UNE PÉTITION : Le parc de Lafiabougou est un titre foncier appartenant à EDM-Sa dont le poste de haute tension, construit en janvier 2002, alimente tout le côté ouest de la capitale. Les occupants des lieux sont exposés à un danger de mort permanent, nous confie un cadre d”EDM-Sa, car en cas de problème sur les lignes électriques, le risque d”électrocution est grand. La proximité des lignes de haute tension étant toujours très risquée.
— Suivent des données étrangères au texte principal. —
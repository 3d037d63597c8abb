//! String-in, JSON-out introspection queries.

use channelz_types::{ChannelzError, Entity, EntityKind, NodeKind, Uuid};
use serde_json::{Map as JsonMap, Value as JsonValue, json};

use crate::node::Node;
use crate::registry::{self, PAGINATION_LIMIT};

fn start_id(start: i64) -> Result<u64, ChannelzError> {
    u64::try_from(start).map_err(|_| {
        ChannelzError::InvalidArgument(format!("start id must be non-negative, got {start}"))
    })
}

fn lookup_kind(
    what: &'static str,
    id: i64,
    accepts: impl Fn(NodeKind) -> bool,
) -> Result<Node, ChannelzError> {
    let raw = u64::try_from(id)
        .map_err(|_| ChannelzError::InvalidArgument(format!("{what} id must be non-negative, got {id}")))?;
    let not_found = ChannelzError::NotFound { what, id };
    let uuid = Uuid::new(raw).map_err(|_| not_found.clone())?;
    match registry::lookup(uuid) {
        Some(node) if accepts(node.kind()) => Ok(node),
        _ => Err(not_found),
    }
}

fn render_page(key: &str, (nodes, end): (Vec<Node>, bool)) -> String {
    let rendered: Vec<JsonValue> = nodes.iter().map(Node::render_json).collect();
    let mut reply = JsonMap::new();
    reply.insert(key.to_owned(), JsonValue::Array(rendered));
    reply.insert("end".to_owned(), JsonValue::Bool(end));
    JsonValue::Object(reply).to_string()
}

/// Top-level channels with uuid ≥ `start`; internal channels never appear.
pub fn get_top_channels(start: i64) -> Result<String, ChannelzError> {
    let page = registry::get_page(NodeKind::TopLevelChannel, start_id(start)?);
    Ok(render_page("channel", page))
}

pub fn get_servers(start: i64) -> Result<String, ChannelzError> {
    let page = registry::get_page(NodeKind::Server, start_id(start)?);
    Ok(render_page("server", page))
}

/// Top-level or internal channel by uuid.
pub fn get_channel(id: i64) -> Result<String, ChannelzError> {
    let node = lookup_kind("channel", id, NodeKind::is_channel)?;
    Ok(json!({"channel": node.render_json()}).to_string())
}

pub fn get_subchannel(id: i64) -> Result<String, ChannelzError> {
    let node = lookup_kind("subchannel", id, |kind| kind == NodeKind::Subchannel)?;
    Ok(json!({"subchannel": node.render_json()}).to_string())
}

pub fn get_server(id: i64) -> Result<String, ChannelzError> {
    let node = lookup_kind("server", id, |kind| kind == NodeKind::Server)?;
    Ok(json!({"server": node.render_json()}).to_string())
}

/// Connected or listening socket by uuid.
pub fn get_socket(id: i64) -> Result<String, ChannelzError> {
    let node = lookup_kind("socket", id, |kind| {
        matches!(kind, NodeKind::Socket | NodeKind::ListenSocket)
    })?;
    Ok(json!({"socket": node.render_json()}).to_string())
}

/// References to a server's connected sockets with uuid ≥ `start`.
pub fn get_server_sockets(server_id: i64, start: i64) -> Result<String, ChannelzError> {
    let start = start_id(start)?;
    let server = lookup_kind("server", server_id, |kind| kind == NodeKind::Server)?;
    let mut sockets: Vec<Uuid> = server
        .children_of_kind(NodeKind::Socket)
        .into_iter()
        .filter(|uuid| uuid.get() >= start)
        .collect();
    sockets.sort_unstable();

    let mut refs = Vec::new();
    let mut end = true;
    for uuid in sockets {
        let Some(socket) = registry::lookup(uuid) else {
            continue;
        };
        if refs.len() == PAGINATION_LIMIT {
            end = false;
            break;
        }
        refs.push(json!({"socketId": uuid.to_string(), "name": socket.target()}));
    }
    Ok(json!({"socketRef": refs, "end": end}).to_string())
}

/// Either outcome as a JSON document: the reply itself, or the structured
/// error payload.
pub fn query_result_json(result: Result<String, ChannelzError>) -> String {
    match result {
        Ok(json) => json,
        Err(err) => err.to_json().to_string(),
    }
}

pub fn get_entity(id: i64) -> Result<Entity, ChannelzError> {
    lookup_kind("entity", id, |_| true).map(|node| node.serialize_entity())
}

/// v2 enumeration in uuid order, optionally restricted to one entity kind.
/// Channels include internal channels here.
pub fn query_entities(
    kind: Option<EntityKind>,
    start: i64,
) -> Result<(Vec<Entity>, bool), ChannelzError> {
    let start = start_id(start)?;
    let (nodes, end) = registry::get_page_where(
        |node_kind| kind.is_none_or(|kind| node_kind.entity_kind() == kind),
        start,
    );
    Ok((nodes.iter().map(Node::serialize_entity).collect(), end))
}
Les populations riveraines ne restent pas les bras croisés devant les nuisances qu”elles subissent. Adama Maïga, un jeune homme habitant dans les environs, a initié une pétition et récolté plus de 2000 signatures contre l”installation du marché à bétail. Les imams, les chefs de quartiers, plusieurs personnalités ont signé le document. Mais le bras de fer tourna en faveur des éleveurs. Les auteurs de la pétition furent amèrement déçus du manque de réaction de la mairie et du gouvernorat du District. La société EDM-Sa n”a pas eu plus de succès dans ses tentatives pour délocaliser ce pôle de pollution et d”insécurité. Elle a exploité en vain toutes les voies légales pour libérer son espace. Des responsables d”EDM-Sa nous ont montré une lettre adressée au maire de la Commune IV pour demander la libération des lieux. La mairie n”a pas encore répondu à la correspondance.

Du côté de la mairie de la Commune IV, Mme Dicko Kadiatou Tembely explique que son service n”a rien à voir avec la gestion du dral. Pourtant des marchands soutiennent que la mairie leur fait payer des taxes. "Nous payons des taxes chaque mois", assure un négociant.

Pourquoi est-il si difficile d”éloigner des habitations de cette activité génératrice de nuisances ? Plusieurs personnes parmi les riverains soutiennent qu”un espace avait été prévu pour le recasement des vendeurs d”animaux. Cette parcelle serait passée à la trappe de la spéculation foncière.